This was the first extension of an international debt instrument to Sri Lanka after the government led by President Gotabaya Rajapaksa on April 12 temporarily suspended debt servicing.
The embattled government had announced an orderly default until the country came to an agreement with the International Monetary Fund (IMF) for a possible bailout package.
“India’s unstinted and multi-faceted support to Sri Lanka continued.
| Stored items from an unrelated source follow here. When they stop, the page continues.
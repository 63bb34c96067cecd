//! Configuration validation.
//!
//! # Responsibilities
//! - Semantic validation (serde handles syntactic)
//! - Origins must be absolute http(s) URLs with distinct hosts
//! - Validate value ranges (timeouts > 0)
//! - The request deadline outlasts store lookup plus upstream fetch
//! - Store backends must have what they need to open
//!
//! # Design Decisions
//! - Returns all validation errors, not just first
//! - Validation is pure function: ProxyConfig → Result<(), Vec<ValidationError>>
//! - Runs before config is accepted into the system

use thiserror::Error;
use url::Url;

use crate::config::schema::{ProxyConfig, StoreKind};

/// A single semantic problem with the configuration.
#[derive(Debug, Clone, PartialEq, Eq, Error)]
pub enum ValidationError {
    #[error("{field}: `{value}` is not a valid URL ({reason})")]
    InvalidUrl {
        field: &'static str,
        value: String,
        reason: String,
    },

    #[error("{field}: `{value}` must use http or https")]
    UnsupportedScheme { field: &'static str, value: String },

    #[error("{field}: `{value}` has no host")]
    MissingHost { field: &'static str, value: String },

    #[error("upstream and canonical origins share the host `{0}`")]
    SameHost(String),

    #[error("{0} must be greater than zero")]
    ZeroTimeout(&'static str),

    #[error("timeouts.request_secs ({request_ms} ms) must exceed timeouts.upstream_secs plus timeouts.store_lookup_ms ({inner_ms} ms)")]
    RequestDeadlineTooShort { request_ms: u64, inner_ms: u64 },

    #[error("passthrough prefix `{0}` must start with `/`")]
    RelativePrefix(String),

    #[error("store.path is required for the directory store")]
    MissingStorePath,

    #[error("listener.tls.{0} must not be empty")]
    EmptyTlsPath(&'static str),
}

/// Parse an origin URL and check that it is absolute http(s) with a host.
pub fn parse_origin(field: &'static str, value: &str) -> Result<Url, ValidationError> {
    let url = Url::parse(value).map_err(|e| ValidationError::InvalidUrl {
        field,
        value: value.to_string(),
        reason: e.to_string(),
    })?;

    if url.scheme() != "http" && url.scheme() != "https" {
        return Err(ValidationError::UnsupportedScheme {
            field,
            value: value.to_string(),
        });
    }

    if url.host_str().map_or(true, str::is_empty) {
        return Err(ValidationError::MissingHost {
            field,
            value: value.to_string(),
        });
    }

    Ok(url)
}

/// Check that two parsed origins do not point at the same host.
pub fn check_distinct_hosts(upstream: &Url, canonical: &Url) -> Result<(), ValidationError> {
    match (upstream.host_str(), canonical.host_str()) {
        (Some(a), Some(b)) if a.eq_ignore_ascii_case(b) => {
            Err(ValidationError::SameHost(a.to_ascii_lowercase()))
        }
        _ => Ok(()),
    }
}

/// Validate the whole configuration, collecting every error.
pub fn validate_config(config: &ProxyConfig) -> Result<(), Vec<ValidationError>> {
    let mut errors = Vec::new();

    let upstream = parse_origin("site.upstream_origin", &config.site.upstream_origin);
    let canonical = parse_origin("site.canonical_origin", &config.site.canonical_origin);
    match (upstream, canonical) {
        (Ok(u), Ok(c)) => {
            if let Err(e) = check_distinct_hosts(&u, &c) {
                errors.push(e);
            }
        }
        (u, c) => {
            errors.extend(u.err());
            errors.extend(c.err());
        }
    }

    let timeouts = &config.timeouts;
    if timeouts.connect_secs == 0 {
        errors.push(ValidationError::ZeroTimeout("timeouts.connect_secs"));
    }
    if timeouts.upstream_secs == 0 {
        errors.push(ValidationError::ZeroTimeout("timeouts.upstream_secs"));
    }
    if timeouts.store_lookup_ms == 0 {
        errors.push(ValidationError::ZeroTimeout("timeouts.store_lookup_ms"));
    }
    if timeouts.request_secs == 0 {
        errors.push(ValidationError::ZeroTimeout("timeouts.request_secs"));
    }

    // Upstream failures must surface as 502 before the outer deadline fires.
    let request_ms = timeouts.request_secs.saturating_mul(1000);
    let inner_ms = timeouts
        .upstream_secs
        .saturating_mul(1000)
        .saturating_add(timeouts.store_lookup_ms);
    if request_ms <= inner_ms {
        errors.push(ValidationError::RequestDeadlineTooShort { request_ms, inner_ms });
    }

    for prefix in &config.routing.passthrough_prefixes {
        if !prefix.starts_with('/') {
            errors.push(ValidationError::RelativePrefix(prefix.clone()));
        }
    }

    if config.store.kind == StoreKind::Directory
        && config.store.path.as_deref().map_or(true, str::is_empty)
    {
        errors.push(ValidationError::MissingStorePath);
    }

    if let Some(tls) = &config.listener.tls {
        if tls.cert_path.is_empty() {
            errors.push(ValidationError::EmptyTlsPath("cert_path"));
        }
        if tls.key_path.is_empty() {
            errors.push(ValidationError::EmptyTlsPath("key_path"));
        }
    }

    if errors.is_empty() {
        Ok(())
    } else {
        Err(errors)
    }
}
As ongoing currency support, @RBI extended the duration of the US$ 400 million currency swap for @CBSL which was concluded in #January this year,” the High Commission of India said on Twitter.
However, the debt service suspension was not applicable to currency swap arrangements with other central banks.
The debt default came as the island nation was grappling with its worst-ever economic crisis compounded by forex shortages and a balance of payments crisis.
Sri Lanka had also drawn on Indian credit lines worth $1 billion for essential imports and separate ones for the importation of fuel.
The Reserve Bank of India (RBI) signed the currency swap agreement with the Central Bank of Sri Lanka under the SAARC Currency Swap Framework 2019-22.
Under the agreement, the Central Bank of Sri Lanka can make drawals of US Dollar, Euro or Indian Rupee in multiple tranches up to a maximum of $400 million or its equivalent.
Sri Lanka’s economic crisis is caused in part by a lack of foreign currency, which has meant that the country cannot afford to pay for imports of staple foods and fuel, leading to acute shortages and very high prices.
The country is witnessing large-scale protests against the government’s handling of the debt-ridden economy – the worst-ever economic crisis in the country’s history.
Protests demanding the resignation of President Rajapaksa and his Sri Lanka Podujana (Peramuna)-led government have intensified as shortages continued and prices soared.
Last week, the Sri Lankan government said it would temporarily default on $35.5 billion in foreign debt as the pandemic and the war in Ukraine made it impossible to make payments to overseas creditors.